週刊BCN 2024年01月29日vol.2000掲載

 NECは、コンサルティング起点のアプローチとオファリング型の提供モデルにより顧客のDXを支援する、「コアDX事業」の拡大に力を入れている。同事業をけん引する執行役の吉崎敏文・Corporate EVP兼CDO(チーフデジタルオフィサー)は「NECの売り方と売り物を変える事業」と位置付け、DX共通基盤「NEC Digital Platform(NDP)」の活用により、既存の個別SIによるビジネスを極小化することで収益力の向上を目指す考えだ。今後はNDP上で同社が開発した生成AIの提供などに力を入れる。
(取材・文/大畑直悠)
 

“単金”から価値提供ベースへ転換

 NECのコアDX事業は、社内DXの知見やノウハウ、研究開発した技術などを組み合わせて、提供内容や提案方法を定型化した「オファリング」によって顧客のDXを支援する。「コアDX」という名称には、顧客のDXを支援するにあたり「中核となるサービス」との思いを込めており、同社が強みを生かして差別化できる領域としている。コンサルティングからデリバリーまでの一貫したアプローチや、グローバルのハイパースケーラーとのアライアンス、NDPの活用などが特徴となっている。

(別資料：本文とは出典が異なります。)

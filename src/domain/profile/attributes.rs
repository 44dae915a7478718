//! Categorical health attributes selected on the form.
//!
//! Each enum serializes as the exact label the prediction model was trained
//! on, so the label doubles as the model's category value.

use serde::{Deserialize, Serialize};
use std::fmt;

/// Self-reported consistency of cycle timing across months.
#[derive(Debug, Clone, Copy, PartialEq, Eq, Hash, Serialize, Deserialize, Default)]
pub enum CycleRegularity {
    #[default]
    Regular,
    Irregular,
    #[serde(rename = "Mostly Regular")]
    MostlyRegular,
    #[serde(rename = "Post-menopausal")]
    PostMenopausal,
}

impl CycleRegularity {
    /// All options in form order.
    pub const ALL: [CycleRegularity; 4] = [
        CycleRegularity::Regular,
        CycleRegularity::Irregular,
        CycleRegularity::MostlyRegular,
        CycleRegularity::PostMenopausal,
    ];

    /// Returns the display label (also the model category value).
    pub fn label(&self) -> &'static str {
        match self {
            CycleRegularity::Regular => "Regular",
            CycleRegularity::Irregular => "Irregular",
            CycleRegularity::MostlyRegular => "Mostly Regular",
            CycleRegularity::PostMenopausal => "Post-menopausal",
        }
    }

    /// Returns true if no further cycles are expected.
    pub fn is_post_menopausal(&self) -> bool {
        matches!(self, CycleRegularity::PostMenopausal)
    }
}

impl fmt::Display for CycleRegularity {
    fn fmt(&self, f: &mut fmt::Formatter<'_>) -> fmt::Result {
        write!(f, "{}", self.label())
    }
}

/// Symptoms typically experienced before or during a period.
#[derive(Debug, Clone, Copy, PartialEq, Eq, Hash, Serialize, Deserialize, Default)]
pub enum Symptoms {
    #[default]
    None,
    Cramps,
    Bloating,
    Multiple,
}

impl Symptoms {
    /// All options in form order.
    pub const ALL: [Symptoms; 4] = [
        Symptoms::None,
        Symptoms::Cramps,
        Symptoms::Bloating,
        Symptoms::Multiple,
    ];

    /// Returns the display label (also the model category value).
    pub fn label(&self) -> &'static str {
        match self {
            Symptoms::None => "None",
            Symptoms::Cramps => "Cramps",
            Symptoms::Bloating => "Bloating",
            Symptoms::Multiple => "Multiple",
        }
    }
}

impl fmt::Display for Symptoms {
    fn fmt(&self, f: &mut fmt::Formatter<'_>) -> fmt::Result {
        write!(f, "{}", self.label())
    }
}

/// Answer to a yes/no health question (birth control, PCOS diagnosis).
#[derive(Debug, Clone, Copy, PartialEq, Eq, Hash, Serialize, Deserialize, Default)]
pub enum YesNo {
    #[default]
    Yes,
    No,
}

impl YesNo {
    /// All options in form order.
    pub const ALL: [YesNo; 2] = [YesNo::Yes, YesNo::No];

    /// Returns the display label (also the model category value).
    pub fn label(&self) -> &'static str {
        match self {
            YesNo::Yes => "Yes",
            YesNo::No => "No",
        }
    }

    pub fn is_yes(&self) -> bool {
        matches!(self, YesNo::Yes)
    }
}

impl fmt::Display for YesNo {
    fn fmt(&self, f: &mut fmt::Formatter<'_>) -> fmt::Result {
        write!(f, "{}", self.label())
    }
}

#[cfg(test)]
mod tests {
    use super::*;

    #[test]
    fn cycle_regularity_serializes_to_model_labels() {
        let json = serde_json::to_string(&CycleRegularity::MostlyRegular).unwrap();
        assert_eq!(json, "\"Mostly Regular\"");

        let json = serde_json::to_string(&CycleRegularity::PostMenopausal).unwrap();
        assert_eq!(json, "\"Post-menopausal\"");
    }

    #[test]
    fn cycle_regularity_deserializes_from_labels() {
        let parsed: CycleRegularity = serde_json::from_str("\"Post-menopausal\"").unwrap();
        assert_eq!(parsed, CycleRegularity::PostMenopausal);
        assert!(parsed.is_post_menopausal());

        assert!(serde_json::from_str::<CycleRegularity>("\"MostlyRegular\"").is_err());
    }

    #[test]
    fn labels_match_serialized_form() {
        for option in CycleRegularity::ALL {
            let json = serde_json::to_string(&option).unwrap();
            assert_eq!(json, format!("\"{}\"", option.label()));
        }
        for option in Symptoms::ALL {
            let json = serde_json::to_string(&option).unwrap();
            assert_eq!(json, format!("\"{}\"", option.label()));
        }
        for option in YesNo::ALL {
            let json = serde_json::to_string(&option).unwrap();
            assert_eq!(json, format!("\"{}\"", option.label()));
        }
    }

    #[test]
    fn defaults_are_first_form_option() {
        assert_eq!(CycleRegularity::default(), CycleRegularity::ALL[0]);
        assert_eq!(Symptoms::default(), Symptoms::ALL[0]);
        assert_eq!(YesNo::default(), YesNo::ALL[0]);
    }

    #[test]
    fn yes_no_is_yes() {
        assert!(YesNo::Yes.is_yes());
        assert!(!YesNo::No.is_yes());
    }
}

 2022年度実績では、コアDX事業の売上高は2401億円で、調整後営業利益率は1.6%だった。23年度は売上高2960億円、調整後営業利益率が6.8%となる見通しで、計画では25年度に売上高5700億円、調整後営業利益率13.2%を目指す。

 23年4月には、コアDX事業の推進を担う事業部門となるデジタルプラットフォームビジネスユニットを設立。NECが提供するあらゆるデジタル技術を結集し、全社横断組織として製品・サービスを企画・開発して提供する。

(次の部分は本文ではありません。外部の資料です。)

//! PredictionReport - everything shown for one submission.

use serde::{Deserialize, Serialize};
use std::fmt;

use super::comparison::ExpectedDateComparison;
use super::next_period::NextPeriodForecast;
use super::notice::{messages, Notice};

/// How processing of a submission ended.
#[derive(Debug, Clone, Copy, PartialEq, Eq, Hash, Serialize, Deserialize)]
#[serde(rename_all = "snake_case")]
pub enum ReportStatus {
    /// A forecast is shown.
    Predicted,
    /// Blocking input error (last period date in the future).
    Rejected,
    /// Post-menopausal cycle; no prediction applies.
    Skipped,
    /// Estimate outside the normal range; no forecast shown.
    OutOfRange,
    /// The model could not produce an estimate.
    Failed,
}

impl fmt::Display for ReportStatus {
    fn fmt(&self, f: &mut fmt::Formatter<'_>) -> fmt::Result {
        let s = match self {
            ReportStatus::Predicted => "predicted",
            ReportStatus::Rejected => "rejected",
            ReportStatus::Skipped => "skipped",
            ReportStatus::OutOfRange => "out_of_range",
            ReportStatus::Failed => "failed",
        };
        write!(f, "{}", s)
    }
}

/// The ordered notices and optional results for one submission.
///
/// Only [`ReportStatus::Predicted`] reports carry a forecast.
#[derive(Debug, Clone, PartialEq, Serialize)]
pub struct PredictionReport {
    pub status: ReportStatus,
    pub notices: Vec<Notice>,
    #[serde(skip_serializing_if = "Option::is_none")]
    pub forecast: Option<NextPeriodForecast>,
    #[serde(skip_serializing_if = "Option::is_none")]
    pub comparison: Option<ExpectedDateComparison>,
}

impl PredictionReport {
    /// Blocking error before prediction.
    pub fn rejected(notice: Notice) -> Self {
        Self::without_forecast(ReportStatus::Rejected, vec![notice])
    }

    /// Prediction deliberately skipped.
    pub fn skipped(notice: Notice) -> Self {
        Self::without_forecast(ReportStatus::Skipped, vec![notice])
    }

    /// Estimate failed the plausibility checks.
    pub fn out_of_range(notices: Vec<Notice>) -> Self {
        Self::without_forecast(ReportStatus::OutOfRange, notices)
    }

    /// The model call failed; the cause is not shown to the user.
    pub fn failed() -> Self {
        Self::without_forecast(
            ReportStatus::Failed,
            vec![Notice::error(messages::PREDICTION_FAILED)],
        )
    }

    /// Successful prediction.
    ///
    /// Notices are ordered: plausibility notices, forecast range and point
    /// estimate, then any comparison notices.
    pub fn predicted(
        plausibility_notices: Vec<Notice>,
        forecast: NextPeriodForecast,
        comparison: Option<ExpectedDateComparison>,
    ) -> Self {
        let mut notices = plausibility_notices;
        notices.extend(forecast.notices());
        if let Some(comparison) = &comparison {
            notices.extend(comparison.notices());
        }

        Self {
            status: ReportStatus::Predicted,
            notices,
            forecast: Some(forecast),
            comparison,
        }
    }

    fn without_forecast(status: ReportStatus, notices: Vec<Notice>) -> Self {
        Self {
            status,
            notices,
            forecast: None,
            comparison: None,
        }
    }
}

 吉崎CDOは、上流からのアプローチとオファリングによる売り方について、「これから求められるのはバリュープライシングだと考えている。上流から顧客に関われば、顧客のDXを支援する上で提供すべき本質的な価値が見えてくるため、そこに対して値段を付けてもらう。“単金”ベースではなく、価値提供ベースへと変えていくことが重要だ」と説明。コアDX事業は、NECのITサービス事業の変革を促すドライバーとして期待されている。

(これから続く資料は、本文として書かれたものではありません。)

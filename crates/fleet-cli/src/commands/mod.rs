pub mod dispatch;
pub mod shared;

pub mod auth;
pub mod forms;
pub mod schema;
pub mod template;

pub mod activity_report;
pub mod daily_inspection;
pub mod maintenance_log;
pub mod maintenance_request;
pub mod monthly_checklist;
pub mod movement_register;
pub mod site_report;
//! # fleet-store
//!
//! In-memory state containers for FleetOps.
//!
//! [`EntityStore`] tracks one record family: the currently-viewed record, the
//! full list, one [`OpStatus`](fleet_core::enums::OpStatus) per CRUD
//! operation, and the last error. Server responses merge into the list by
//! identifier equality. [`AuthStore`] does the same for the sign-in /
//! sign-up / OTP flow.

mod auth;
mod entity;

pub use auth::{AuthAction, AuthStore};
pub use entity::EntityStore;
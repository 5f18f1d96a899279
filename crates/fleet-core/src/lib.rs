//! # fleet-core
//!
//! Core types shared across all FleetOps crates:
//! - Entity structs for the seven record families (maintenance log,
//!   maintenance request, movement register, monthly checklist, daily
//!   inspection, activity report, site report)
//! - Status and role enums
//! - Date parsing/formatting helpers for the wire format
//! - Client-side validation
//! - Cross-cutting error types

pub mod dates;
pub mod entities;
pub mod enums;
pub mod errors;
pub mod validate;

pub use entities::Keyed;
pub use errors::CoreError;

 今後の成長に向けた注力領域としては、▽付加価値の高いコンサルティング起点のビジネスの拡大▽DX共通基盤NDPを活用した個別のSIの極小化▽新規事業機会の創出―を挙げている。

 コンサル起点のビジネスでは、戦略構想策定から実装・定着・運用までを一貫して提供する。同社が保有する、デバイスやインフラ、アプリケーションの将来的なロードマップを見据えた上で、コンサルサービスを提供できることが強みだ。コンサル起点ビジネスの売上高は、22年度は1269億円で、23年度は1320億円になる見通し。25年度には1650億円を目指す。
 
吉崎敏文 CDO

 人的リソース面では、23年度に500人のDX戦略コンサルタントを25年度には1000人へ拡大させるとともに、グループ会社のアビームコンサルティングとの連携も図りながら、体制の強化に取り組む。吉崎CDOは「当社は要件に従って品質を担保するような中流の工程は以前から得意だったが、これからは上流のアプローチも必要になる。各顧客にスクラッチ開発して提供するモデルは効率が悪く、こちらから強いポートフォリオを押し出すアプローチを担う。当社のビジネスプロセスそのものを変えるために、設置した組織だ」と説明する。加えて、「顧客のDXを進める上で、構想策定の段階から関われば、課題やニーズを把握できる。上流と当社の研究所をつなぎ、それに応じて研究開発を進める」と話す。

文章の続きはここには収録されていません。